Brief Explanation for these maxims
Having started well on the s.79, the Committee went adrift and ended up with a land law that is ambiguous and will cause unnecessary economic and political tension. Our considered view is that, you have ended here for you and the whole nation has been and is still labouring under a false and a very dangerous doctrine that, land/natural resources can be called a man's property.
If this Harmonised Draft was the product of the man in the street, the incorporation of private property in land in the Constitution in s. 81 would be understandable. Since you are lawyers, who are supposed to be learned, ingenious and friends of mankind, you have no liberty to find this inquiry useless or troublesome as common men would do. You must therefore, summon courage and perhaps a bit of divine wisdom to examine this absurd and pernicious right to absolute ownership of land.
However, one must appreciate the fact that due to the conditioning we receive as we grow up and in our so called law schools, it is not easy to see through this false and dangerous doctrine of absolute title in land that our law professors
have propagandised to their law students for centuries. In the words of Smith,1 while discussing the subtle monopolization of land, he notes that:
“If I were to avoid saying anything threatening to the reader I would leave out this chapter, but the subtle monopolization of social wealth started here. The powerful structured their superior rights into ownership of land hundreds of years ago. These excessive rights are now ingrained in law and custom.”

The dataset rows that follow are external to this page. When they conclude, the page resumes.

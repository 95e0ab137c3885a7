#![no_main]

use stratcheck::{InputBuffer, Verdict, HARNESS_B};

use libfuzzer_sys::fuzz_target;

// Same decision procedure as the harness-b binary, fed by libFuzzer instead of stdin.
fuzz_target!(|data: &[u8]| {
    let buffer = InputBuffer::from_bytes(&HARNESS_B, data);
    if let Verdict::Crash(predicate) = HARNESS_B.evaluate(&buffer) {
        panic!("{} matched", predicate);
    }
});
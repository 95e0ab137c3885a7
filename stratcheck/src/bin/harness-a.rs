use stratcheck::{debug_enabled, run, HARNESS_A};

fn main() {
    let stdin = std::io::stdin();
    run(&HARNESS_A, &mut stdin.lock(), debug_enabled());
}
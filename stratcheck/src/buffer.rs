use std::io::{ErrorKind, Read};

use crate::harness::Harness;

/// Fixed-capacity, zero-initialised input buffer for a single harness run.
#[derive(Debug, Clone, PartialEq, Eq)]
pub struct InputBuffer {
    bytes: Vec<u8>,
    filled: usize,
}

impl InputBuffer {
    pub fn zeroed(capacity: usize) -> Self {
        Self {
            bytes: vec![0u8; capacity],
            filled: 0,
        }
    }

    /// Fill a fresh buffer for `harness` from `reader`.
    ///
    /// Reads until `harness.read_len` bytes have arrived or the stream ends. A short stream is
    /// not an error; the unread tail stays zero. A read error ends the stream and keeps whatever
    /// arrived before it.
    pub fn read_from<R: Read>(reader: &mut R, harness: &Harness) -> Self {
        let mut buffer = Self::zeroed(harness.capacity);
        let limit = harness.read_len.min(harness.capacity);

        while buffer.filled < limit {
            match reader.read(&mut buffer.bytes[buffer.filled..limit]) {
                Ok(0) => break,
                Ok(n) => buffer.filled += n,
                Err(e) if e.kind() == ErrorKind::Interrupted => continue,
                Err(_) => break,
            }
        }

        buffer
    }

    /// Fill a fresh buffer for `harness` from an in-memory input, truncated at `harness.read_len`.
    pub fn from_bytes(harness: &Harness, data: &[u8]) -> Self {
        let mut buffer = Self::zeroed(harness.capacity);
        let len = data.len().min(harness.read_len).min(harness.capacity);
        buffer.bytes[..len].copy_from_slice(&data[..len]);
        buffer.filled = len;
        buffer
    }

    /// Number of bytes actually read into the buffer.
    pub fn filled(&self) -> usize {
        self.filled
    }

    pub fn capacity(&self) -> usize {
        self.bytes.len()
    }

    pub fn as_bytes(&self) -> &[u8] {
        &self.bytes
    }

    pub fn byte(&self, offset: usize) -> Option<u8> {
        self.bytes.get(offset).copied()
    }

    pub fn slice(&self, offset: usize, len: usize) -> Option<&[u8]> {
        self.bytes.get(offset..offset.checked_add(len)?)
    }

    pub fn u16_le(&self, offset: usize) -> Option<u16> {
        let b = self.slice(offset, 2)?;
        Some(u16::from_le_bytes([b[0], b[1]]))
    }

    pub fn u32_le(&self, offset: usize) -> Option<u32> {
        let b = self.slice(offset, 4)?;
        Some(u32::from_le_bytes([b[0], b[1], b[2], b[3]]))
    }
}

Smith, further explaining the injustice of one person having unrestricted ownership of another’s living space on this earth, says that:
“This practice is only customary; it is part of the social conditioning that we all receive while growing up. Being thoroughly conditioned, and having never experienced or imagined anything else, few ever realize that under the current structure of land ownership they may not have all their rights. Instead, the possibility of eventually owning one’s piece of land is viewed as evidence of full rights. Being conscious of the not –so-distant past when common people did not have even this privilege, citizen’s view and celebrate these limited rights as full rights.”2
------------------------------
1 J. W. Smith, Ph.D, The World’s Wasted Wealth 2 – Save Our Wealth, Save Our Environment. Cambria, California: The Institute For Economic Democracy, 1994 at 339.
2 J.W. Smith, The world’s Wasted Wealth 2 (n 2) at 339 – 340.

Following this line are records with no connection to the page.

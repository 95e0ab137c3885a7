use std::fs;
use std::io::{self, Read};
use std::path::Path;

use stratcheck::{
    dict::{encode_dictionary, load_tokens},
    Harness, InputBuffer, Predicate, Verdict,
};

use clap::{Parser, Subcommand};

#[derive(Parser)]
#[command(
    version = "0.1.0",
    about = "stratcheck command line tool",
    long_about = "Inspect the mutation strategy harnesses and prepare seeds and dictionaries for a fuzzing campaign."
)]
struct Cmd {
    #[command(subcommand)]
    command: Option<Commands>,
}

#[derive(Subcommand)]
enum Commands {
    /// List the predicate chain of a harness
    List {
        #[arg(help = "The harness to list (a or b).")]
        harness: String,
    },
    /// Report which predicates an input from stdin matches, without crashing
    Classify {
        #[arg(help = "The harness to evaluate against (a or b).")]
        harness: String,

        /// Treat stdin as raw bytes instead of hex
        #[arg(long)]
        raw: bool,
    },
    /// Write the seed corpus of a harness to a directory
    Seeds {
        #[arg(help = "The harness whose seeds to write (a or b).")]
        harness: String,

        #[arg(help = "Output directory, created if missing.")]
        dir: String,
    },
    /// Print the dictionary of a harness, or check a dictionary file against it
    Dict {
        #[arg(help = "The harness whose dictionary to use (a or b).")]
        harness: String,

        /// Dictionary file that must contain every harness token
        #[arg(long)]
        check: Option<String>,
    },
}

fn lookup(name: &str) -> Result<&'static Harness, String> {
    Harness::by_name(name).ok_or_else(|| format!("Unknown harness '{}' (expected a or b)", name))
}

fn main() -> Result<(), String> {
    let cli = Cmd::parse();

    match cli.command {
        Some(Commands::List { harness }) => list(lookup(&harness)?),
        Some(Commands::Classify { harness, raw }) => {
            let harness = lookup(&harness)?;

            let mut input = Vec::new();
            io::stdin()
                .read_to_end(&mut input)
                .map_err(|e| format!("Failed to read from stdin: {}", e))?;

            let bytes = if raw {
                input
            } else {
                let text = String::from_utf8(input)
                    .map_err(|e| format!("Hex input is not valid UTF-8: {}", e))?;
                hex::decode(text.trim())
                    .map_err(|e| format!("Failed to decode hex input: {}", e))?
            };

            classify(harness, &bytes);
            Ok(())
        }
        Some(Commands::Seeds { harness, dir }) => write_seeds(lookup(&harness)?, Path::new(&dir)),
        Some(Commands::Dict { harness, check }) => {
            let harness = lookup(&harness)?;
            match check {
                None => {
                    print!("{}", encode_dictionary(&harness.dictionary()));
                    Ok(())
                }
                Some(path) => check_dictionary(harness, &path),
            }
        }
        None => {
            println!("No valid subcommand was used");
            Ok(())
        }
    }
}

fn describe(index: usize, predicate: &Predicate) -> String {
    let trigger: Vec<String> = predicate.trigger.iter().map(|c| c.to_string()).collect();
    let mut line = format!(
        "[{}] {} {}: {}",
        index,
        predicate.name,
        predicate.strategy,
        trigger.join(" && ")
    );
    if !predicate.guard.is_empty() {
        let guard: Vec<String> = predicate.guard.iter().map(|c| c.to_string()).collect();
        line.push_str(&format!(" (guard: {})", guard.join(" && ")));
    }
    line
}

fn list(harness: &Harness) -> Result<(), String> {
    print!(
        "harness {}: reads up to {} bytes into {}",
        harness.name, harness.read_len, harness.capacity
    );
    match harness.min_len {
        Some(min) => println!(", needs at least {}", min),
        None => println!(),
    }

    for (i, predicate) in harness.predicates.iter().enumerate() {
        println!("  {}", describe(i, predicate));
    }

    for seed in harness.seeds {
        println!("  seed {}: 0x{}", seed.name, hex::encode(seed.bytes));
    }
    Ok(())
}

fn classify(harness: &Harness, bytes: &[u8]) {
    for line in classify_lines(harness, bytes) {
        println!("{}", line);
    }
}

// The predicate that would crash is marked with '*'.
fn classify_lines(harness: &Harness, bytes: &[u8]) -> Vec<String> {
    let buffer = InputBuffer::from_bytes(harness, bytes);

    match harness.evaluate(&buffer) {
        Verdict::TooShort => vec![format!(
            "too short: {} bytes, need at least {}",
            buffer.filled(),
            harness.min_len.unwrap_or(0)
        )],
        Verdict::Clean => vec!["clean".to_string()],
        Verdict::Crash(first) => harness
            .predicates
            .iter()
            .enumerate()
            .filter(|(_, p)| p.holds(&buffer))
            .map(|(i, p)| {
                let marker = if p.name == first.name { "*" } else { " " };
                format!("{} {}", marker, describe(i, p))
            })
            .collect(),
    }
}

fn write_seeds(harness: &Harness, dir: &Path) -> Result<(), String> {
    fs::create_dir_all(dir)
        .map_err(|e| format!("Failed to create {}: {}", dir.display(), e))?;

    for seed in harness.seeds {
        let path = dir.join(seed.name);
        fs::write(&path, seed.bytes)
            .map_err(|e| format!("Failed to write {}: {}", path.display(), e))?;
        eprintln!("Wrote {} ({} bytes)", path.display(), seed.bytes.len());
    }
    Ok(())
}

fn check_dictionary(harness: &Harness, path: &str) -> Result<(), String> {
    let tokens = load_tokens(path)?;

    let missing = harness.missing_tokens(&tokens);
    if missing.is_empty() {
        println!(
            "{}: {} tokens, all {} harness tokens present",
            path,
            tokens.len(),
            harness.tokens.len()
        );
        return Ok(());
    }

    let names: Vec<String> = missing
        .iter()
        .map(|t| format!("{}=0x{}", t.name, hex::encode(t.value)))
        .collect();
    Err(format!("{} is missing harness tokens: {}", path, names.join(", ")))
}

#[cfg(test)]
mod tests {
    use super::*;
    use stratcheck::{HARNESS_A, HARNESS_B};

    #[test]
    fn test_classify_reports_chain_index() {
        // Two predicates hold, only the first one is marked.
        let mut data = vec![0u8; 64];
        data[0] = 0x01;
        data[44..48].copy_from_slice(&[0xFF; 4]);
        let lines = classify_lines(&HARNESS_B, &data);
        assert_eq!(lines.len(), 2);
        assert!(lines[0].starts_with("* [0] b-bitflip-1 bitflip 1/1"), "{}", lines[0]);
        assert!(lines[1].starts_with("  [13] b-splice splice"), "{}", lines[1]);

        let mut data = vec![0u8; 64];
        data[50..54].copy_from_slice(b"ABCD");
        let lines = classify_lines(&HARNESS_B, &data);
        assert_eq!(lines.len(), 1);
        assert!(lines[0].starts_with("* [14] b-extras user extras"), "{}", lines[0]);

        let lines = classify_lines(&HARNESS_A, b"AK");
        assert!(lines[0].starts_with("* [1] a-arith"), "{}", lines[0]);
    }

    #[test]
    fn test_classify_clean_and_short() {
        assert_eq!(classify_lines(&HARNESS_A, b"AAAA"), vec!["clean"]);
        assert_eq!(
            classify_lines(&HARNESS_B, &[0x01; 10]),
            vec!["too short: 10 bytes, need at least 64"]
        );
    }
}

-------------------------------
Thus, by succumbing to this false but widespread doctrine of private land or property in land, you have engrained in our fundamental law as the powerful did centuries ago, the most dangerous monopoly every witnessed in human history. You have therefore, failed to heed the immortal words uttered by Jean Jacques Rousseau in his “A Discourse on the Origin of Inequality,” that:“The first man who, having enclosed a piece of ground, bethought himself as saying “this is mine,” and found people simple enough to believe him, was the real founder of civil society. From how many crimes, wars, and murders, from how many horrors and misfortunes might not any one have saved mankind, by pulling up the stakes, or filling up the ditch, and crying to his fellows: “Beware of listening to this impostor; you are undone if you once forget that the fruits of the earth belong to us all, and the earth itself to nobody.”3
----------------------------
3 J.J. Rousseau, The Social Contract and Discourses by Jean – Jacques Rousseau, translated with an Introduction by G.D.H. Cole.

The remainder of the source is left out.